SDF-1 Improves Renal Fibrosis in Type 2 Diabetes Mellitus Involving TGF-beta-mediated ECM via PI3K/AKT Signaling

The present study investigated the role of stromal cell-derived factor-1 in the progression of renal injury in type 2 diabetic nephropathy. The 8-week old male db/db mice were used as the model of diabetic nephropathy and aged-matched male C57BL/6 mice constituted the control group. Fasting blood glucose, 24 hour urinary albumin and the creatinine clearance rate were measured. The expressions of stromal cell-derived factor-1, CXC chemokine receptor 4 and F4/80 were detected. Normal rat kidney epithelial cells were exposed to stromal cell-derived factor-1α, high glucose, tumor growth factor-β1, valsartan and LY294002, respectively.

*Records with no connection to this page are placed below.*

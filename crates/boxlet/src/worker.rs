//! Box client - runs inside the box subprocess.
//!
//! Lifecycle: write the startup marker file, connect to the controller with
//! a bounded timeout, advertise the identity frame, then relay every byte
//! received from the connection to stdout until the peer closes or the run
//! is cancelled. The connection is dropped exactly once on every exit path.

use std::io;
use std::path::{Path, PathBuf};
use std::time::Duration;

use futures::SinkExt;
use tokio::io::{AsyncRead, AsyncReadExt, AsyncWrite, AsyncWriteExt};
use tokio::net::TcpStream;
use tokio_util::codec::FramedWrite;
use tokio_util::sync::CancellationToken;

use crate::handshake::{BoxId, HandshakeCodec};

pub const DEFAULT_CONNECT_TIMEOUT: Duration = Duration::from_millis(5000);

/// Relay read chunk size.
const RELAY_BUF_SIZE: usize = 4096;

/// Controller dial target in `host:port` form.
///
/// An empty host means "any local interface"; the box dials loopback.
#[derive(Debug, Clone, PartialEq, Eq)]
pub struct ControllerAddr {
    host: String,
    port: u16,
}

impl ControllerAddr {
    pub fn parse(input: &str) -> Result<Self, AddrError> {
        let (host, port) = input
            .rsplit_once(':')
            .ok_or_else(|| AddrError::PortMissing(input.to_string()))?;
        let port = port
            .parse::<u16>()
            .map_err(|_| AddrError::InvalidPort(input.to_string()))?;
        Ok(Self {
            host: host.to_string(),
            port,
        })
    }

    pub fn port(&self) -> u16 {
        self.port
    }

    /// Hostname to dial; loopback when the host part is empty.
    pub fn dial_host(&self) -> &str {
        if self.host.is_empty() {
            "127.0.0.1"
        } else {
            &self.host
        }
    }
}

impl std::fmt::Display for ControllerAddr {
    fn fmt(&self, f: &mut std::fmt::Formatter<'_>) -> std::fmt::Result {
        write!(f, "{}:{}", self.host, self.port)
    }
}

#[derive(Debug, Clone, PartialEq, Eq, thiserror::Error)]
pub enum AddrError {
    #[error("port missing: {0}")]
    PortMissing(String),
    #[error("invalid port in address: {0}")]
    InvalidPort(String),
}

#[derive(Debug, thiserror::Error)]
pub enum WorkerError {
    #[error("failed to connect to {addr}: {source}")]
    Connect {
        addr: ControllerAddr,
        #[source]
        source: io::Error,
    },
    #[error("timed out connecting to {addr} after {timeout:?}")]
    ConnectTimeout {
        addr: ControllerAddr,
        timeout: Duration,
    },
    #[error(transparent)]
    Io(#[from] io::Error),
}

#[derive(Debug, Clone)]
pub struct WorkerConfig {
    pub id: BoxId,
    pub controller: ControllerAddr,
    pub connect_timeout: Duration,
    pub marker_dir: PathBuf,
}

impl WorkerConfig {
    pub fn new(id: BoxId, controller: ControllerAddr) -> Self {
        Self {
            id,
            controller,
            connect_timeout: DEFAULT_CONNECT_TIMEOUT,
            marker_dir: PathBuf::from("."),
        }
    }

    pub fn with_connect_timeout(mut self, timeout: Duration) -> Self {
        self.connect_timeout = timeout;
        self
    }

    pub fn with_marker_dir(mut self, dir: impl Into<PathBuf>) -> Self {
        self.marker_dir = dir.into();
        self
    }
}

/// Run the box: marker file, connect, advertise, relay to stdout.
pub async fn run_worker(config: WorkerConfig, shutdown: CancellationToken) -> Result<(), WorkerError> {
    run(config, tokio::io::stdout(), shutdown).await
}

async fn run<W: AsyncWrite + Unpin>(
    config: WorkerConfig,
    output: W,
    shutdown: CancellationToken,
) -> Result<(), WorkerError> {
    // Discoverability breadcrumb, not part of the protocol. Failure is
    // fatal to the run.
    write_marker_file(&config.id, &config.marker_dir).await?;

    let stream = connect(&config).await?;
    tracing::info!(id = %config.id, controller = %config.controller, "connected to controller");

    let mut framed = FramedWrite::new(stream, HandshakeCodec);
    framed.send(config.id).await?;

    relay(framed.into_inner(), output, shutdown).await?;
    Ok(())
}

/// Write `<id>.box.txt` containing the id's textual form.
pub async fn write_marker_file(id: &BoxId, dir: &Path) -> io::Result<PathBuf> {
    let path = dir.join(format!("{id}.box.txt"));
    tokio::fs::write(&path, id.to_string()).await?;
    Ok(path)
}

async fn connect(config: &WorkerConfig) -> Result<TcpStream, WorkerError> {
    let target = (config.controller.dial_host(), config.controller.port());
    match tokio::time::timeout(config.connect_timeout, TcpStream::connect(target)).await {
        Ok(Ok(stream)) => Ok(stream),
        Ok(Err(source)) => Err(WorkerError::Connect {
            addr: config.controller.clone(),
            source,
        }),
        Err(_) => Err(WorkerError::ConnectTimeout {
            addr: config.controller.clone(),
            timeout: config.connect_timeout,
        }),
    }
}

/// Copy bytes from the connection to `output` until end-of-stream or
/// cancellation. Cancellation is observed between reads, not mid-read.
async fn relay<R, W>(mut conn: R, mut output: W, shutdown: CancellationToken) -> io::Result<()>
where
    R: AsyncRead + Unpin,
    W: AsyncWrite + Unpin,
{
    let mut buf = [0u8; RELAY_BUF_SIZE];
    loop {
        tokio::select! {
            _ = shutdown.cancelled() => {
                tracing::info!("relay cancelled");
                return Ok(());
            }
            read = conn.read(&mut buf) => {
                let n = read?;
                if n == 0 {
                    // Peer closed.
                    return Ok(());
                }
                output.write_all(&buf[..n]).await?;
                output.flush().await?;
            }
        }
    }
}

#[cfg(test)]
mod tests {
    use super::*;
    use crate::controller::{Controller, ControllerConfig};

    #[test]
    fn parse_port_only_address_dials_loopback() {
        let addr = ControllerAddr::parse(":31337").unwrap();
        assert_eq!(addr.port(), 31337);
        assert_eq!(addr.dial_host(), "127.0.0.1");
        assert_eq!(addr.to_string(), ":31337");
    }

    #[test]
    fn parse_host_and_port() {
        let addr = ControllerAddr::parse("example.com:80").unwrap();
        assert_eq!(addr.dial_host(), "example.com");
        assert_eq!(addr.port(), 80);
    }

    #[test]
    fn parse_rejects_missing_separator() {
        assert_eq!(
            ControllerAddr::parse("31337"),
            Err(AddrError::PortMissing("31337".to_string()))
        );
    }

    #[test]
    fn parse_rejects_bad_port() {
        assert!(matches!(
            ControllerAddr::parse("host:notaport"),
            Err(AddrError::InvalidPort(_))
        ));
        assert!(matches!(
            ControllerAddr::parse("host:99999"),
            Err(AddrError::InvalidPort(_))
        ));
    }

    #[test]
    fn worker_config_defaults() {
        let config = WorkerConfig::new(BoxId::new(), ControllerAddr::parse(":1").unwrap());
        assert_eq!(config.connect_timeout, DEFAULT_CONNECT_TIMEOUT);
        assert_eq!(config.marker_dir, PathBuf::from("."));
    }

    #[tokio::test]
    async fn marker_file_contains_id() {
        let dir = tempfile::tempdir().unwrap();
        let id = BoxId::new();

        let path = write_marker_file(&id, dir.path()).await.unwrap();
        assert_eq!(path.file_name().unwrap().to_str().unwrap(), format!("{id}.box.txt"));
        assert_eq!(tokio::fs::read_to_string(&path).await.unwrap(), id.to_string());
    }

    #[tokio::test]
    async fn relay_copies_until_eof() {
        let (mut near, far) = tokio::io::duplex(64);
        let mut out = Vec::new();

        let task = tokio::spawn(async move {
            let mut out = Vec::new();
            relay(far, &mut out, CancellationToken::new()).await.unwrap();
            out
        });

        use tokio::io::AsyncWriteExt as _;
        near.write_all(b"first ").await.unwrap();
        near.write_all(b"second").await.unwrap();
        drop(near);

        out.extend(task.await.unwrap());
        assert_eq!(out, b"first second");
    }

    #[tokio::test]
    async fn relay_exits_on_cancellation() {
        let (_near, far) = tokio::io::duplex(64);
        let shutdown = CancellationToken::new();
        shutdown.cancel();

        let mut out = Vec::new();
        relay(far, &mut out, shutdown).await.unwrap();
        assert!(out.is_empty());
    }

    #[tokio::test]
    async fn connection_refused_is_connect_error() {
        // Bind then drop to get a port with nothing listening.
        let listener = tokio::net::TcpListener::bind("127.0.0.1:0").await.unwrap();
        let port = listener.local_addr().unwrap().port();
        drop(listener);

        let dir = tempfile::tempdir().unwrap();
        let config = WorkerConfig::new(
            BoxId::new(),
            ControllerAddr::parse(&format!("127.0.0.1:{port}")).unwrap(),
        )
        .with_marker_dir(dir.path());

        match run(config, Vec::new(), CancellationToken::new()).await {
            Err(WorkerError::Connect { .. }) | Err(WorkerError::ConnectTimeout { .. }) => {}
            other => panic!("expected connect failure, got {other:?}"),
        }
    }

    #[tokio::test]
    async fn end_to_end_handshake_and_relay() {
        let controller = Controller::bind(&ControllerConfig {
            host: "127.0.0.1".to_string(),
            port: 0,
        })
        .await
        .unwrap();
        let port = controller.local_addr().port();

        let shutdown = CancellationToken::new();
        let serve = tokio::spawn(controller.serve(shutdown.clone()));

        let dir = tempfile::tempdir().unwrap();
        let id = BoxId::parse("00000000-0000-0000-0000-000000000001").unwrap();
        let config = WorkerConfig::new(
            id,
            ControllerAddr::parse(&format!("127.0.0.1:{port}")).unwrap(),
        )
        .with_marker_dir(dir.path());

        let mut received = Vec::new();
        // The controller replies with a name and closes; the relay loop
        // observes end-of-stream and the run terminates on its own.
        run(config, &mut received, CancellationToken::new())
            .await
            .unwrap();

        let payload = String::from_utf8(received).unwrap();
        assert!(payload.contains(' '), "expected a name, got {payload:?}");

        assert!(dir.path().join(format!("{id}.box.txt")).exists());

        shutdown.cancel();
        serve.await.unwrap().unwrap();
    }
}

The extracellular matrix expression was evaluated. It was found that creatinine clearance rate was significantly decreased in 28-week db/db mice compared to the age-matched C57BL/6 mice and valsartan could significantly increase creatinine clearance rate. The expression of stromal cell-derived factor-1, CXC chemokine receptor 4 and F4/80 was significantly increased in the kidney of db/db mice but not in C57BL/6 mice, which was improved with valsartan treatment. In vitro, the expression of CXC chemokine receptor 4 was detected in the rat kidney epithelial cells. Tumor growth factor-β1 increased the expressions of type IV collagen and fibronectin in rat kidney epithelial cells under low glucose and high glucose condition. Stromal cell-derived factor-1α inhibited the harmful effect of tumor growth factor-β1 on extracellular matrix expression, and valsartan exerted synergistic effect on stromal cell-derived factor-1α. Stromal cell-derived factor-1α decreased tumor growth factor-β1expression and increased p-AKT expression, which were inhibited by LY294002 treatment. Stromal cell-derived factor-1 improved renal fibrosis which might partly involve TGF-β-mediated extracellular matrix via PI3K/AKT pathway.